Abdullahi Adamu, the APC’s National Chairman, said on Saturday that the party was dissatisfied with a statement attributed to former Lagos State governor Bola Tinubu about President Muhammadu Buhari made in Abeokuta, Ogun State.
During a meeting with APC delegates in Ogun State on Thursday, Tinubu stated that Buhari would not have been elected president of the country in 2015 without his backing.
He went on to say that the president had restored faith in the office following three consecutive setbacks in 2003, 2007 and 2011.
“If not for me that led the war front, Buhari wouldn’t have emerged,” Tinubu remarked.
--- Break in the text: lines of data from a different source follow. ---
//! Hostile-input regressions for the in-memory conversion path.
//! Each test should be cheap (single input) and run in the normal test suite.

use image::{ImageBuffer, ImageFormat, Rgb};
use lazy_batch::engine::{convert_bytes, meta, MAX_DIMENSION};
use lazy_batch::{BatchError, ConversionOptions};
use std::io::Cursor;

fn crc32(bytes: &[u8]) -> u32 {
    let mut crc = 0xFFFF_FFFFu32;
    for &byte in bytes {
        crc ^= byte as u32;
        for _ in 0..8 {
            let mask = (crc & 1).wrapping_neg();
            crc = (crc >> 1) ^ (0xEDB8_8320 & mask);
        }
    }
    !crc
}

fn chunk(png: &mut Vec<u8>, kind: &[u8; 4], body: &[u8]) {
    let mut tagged = kind.to_vec();
    tagged.extend_from_slice(body);
    png.extend_from_slice(&(body.len() as u32).to_be_bytes());
    png.extend_from_slice(&tagged);
    png.extend_from_slice(&crc32(&tagged).to_be_bytes());
}

/// A PNG whose IHDR declares `width` x `height` but carries no pixel data.
fn png_header(width: u32, height: u32) -> Vec<u8> {
    let mut ihdr = Vec::new();
    ihdr.extend_from_slice(&width.to_be_bytes());
    ihdr.extend_from_slice(&height.to_be_bytes());
    ihdr.extend_from_slice(&[8, 2, 0, 0, 0]);

    let mut png = b"\x89PNG\r\n\x1a\n".to_vec();
    chunk(&mut png, b"IHDR", &ihdr);
    chunk(&mut png, b"IDAT", &[]);
    chunk(&mut png, b"IEND", &[]);
    png
}

fn valid_png() -> Vec<u8> {
    let img = ImageBuffer::from_pixel(8, 8, Rgb::<u8>([1, 2, 3]));
    let mut out = Vec::new();
    img.write_to(&mut Cursor::new(&mut out), ImageFormat::Png)
        .unwrap();
    out
}

#[test]
fn fuzz_regression_declared_dimensions_over_limit() {
    let data = png_header(MAX_DIMENSION + 1, 16);
    let err = convert_bytes(&data, &ConversionOptions::default(), "bomb.png").unwrap_err();
    match err {
        BatchError::DecodeFailed { message, .. } => assert!(message.contains("exceeds limit")),
        other => panic!("unexpected error: {other:?}"),
    }
}

#[test]
fn fuzz_regression_pixel_count_over_limit() {
    let data = png_header(20_000, 20_000);
    assert!(matches!(
        convert_bytes(&data, &ConversionOptions::default(), "wide.png"),
        Err(BatchError::DecodeFailed { .. })
    ));
}

#[test]
fn fuzz_regression_truncated_png() {
    let mut data = valid_png();
    data.truncate(data.len() / 2);
    assert!(convert_bytes(&data, &ConversionOptions::default(), "cut.png").is_err());
}

#[test]
fn fuzz_regression_jpeg_magic_with_garbage() {
    let mut data = vec![0xFF, 0xD8, 0xFF, 0xE1, 0x00, 0x02];
    data.extend(std::iter::repeat(0xAB).take(64));
    assert!(convert_bytes(&data, &ConversionOptions::default(), "junk.jpg").is_err());
    // metadata parsing of the same bytes must not panic either
    let _ = meta::extract(&data);
}

#[test]
fn fuzz_regression_single_byte() {
    assert!(convert_bytes(&[0x89], &ConversionOptions::default(), "one.bin").is_err());
}

#[test]
fn valid_png_still_converts() {
    let out = convert_bytes(&valid_png(), &ConversionOptions::default(), "ok.png").unwrap();
    assert_eq!(&out[..2], &[0xFF, 0xD8]);
}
“He contested first, second and third times, but lost. He even said on television that he won’t contest again.
“But I went to his home in Katsina. I told him you will contest and win, but you won’t joke with the matters of the Yorubas. Since he has emerged I have not been appointed minister. I didn’t get any contract.
“This time, it’s Yoruba turn and in Yorubaland, it’s my tenure.”
The APC leader, Tinubu has since retracted his statement, claiming that it was not intended to belittle the president.
Adamu told media at the APC national secretariat in Abuja that the party had filed an appeal against the statutory delegates’ victory.
He also announced that President Buhari will meet with all APC presidential candidates in Abuja on Saturday night.
On Friday, Justice A.M. Liman of the Federal High Court in Kano gave the APC statutory delegates permission to participate in the party’s presidential primary on Monday in Abuja.
Senator Mas’ud El-Jibrin Doguwa, Hon. Habibu Sani, and Hon. Bilyaminu Yusuf Shin’Kafi brought the lawsuit, and the judge ruled that statutory delegates are constitutionally qualified to attend all meetings, congresses, and conventions of any registered political party in the country.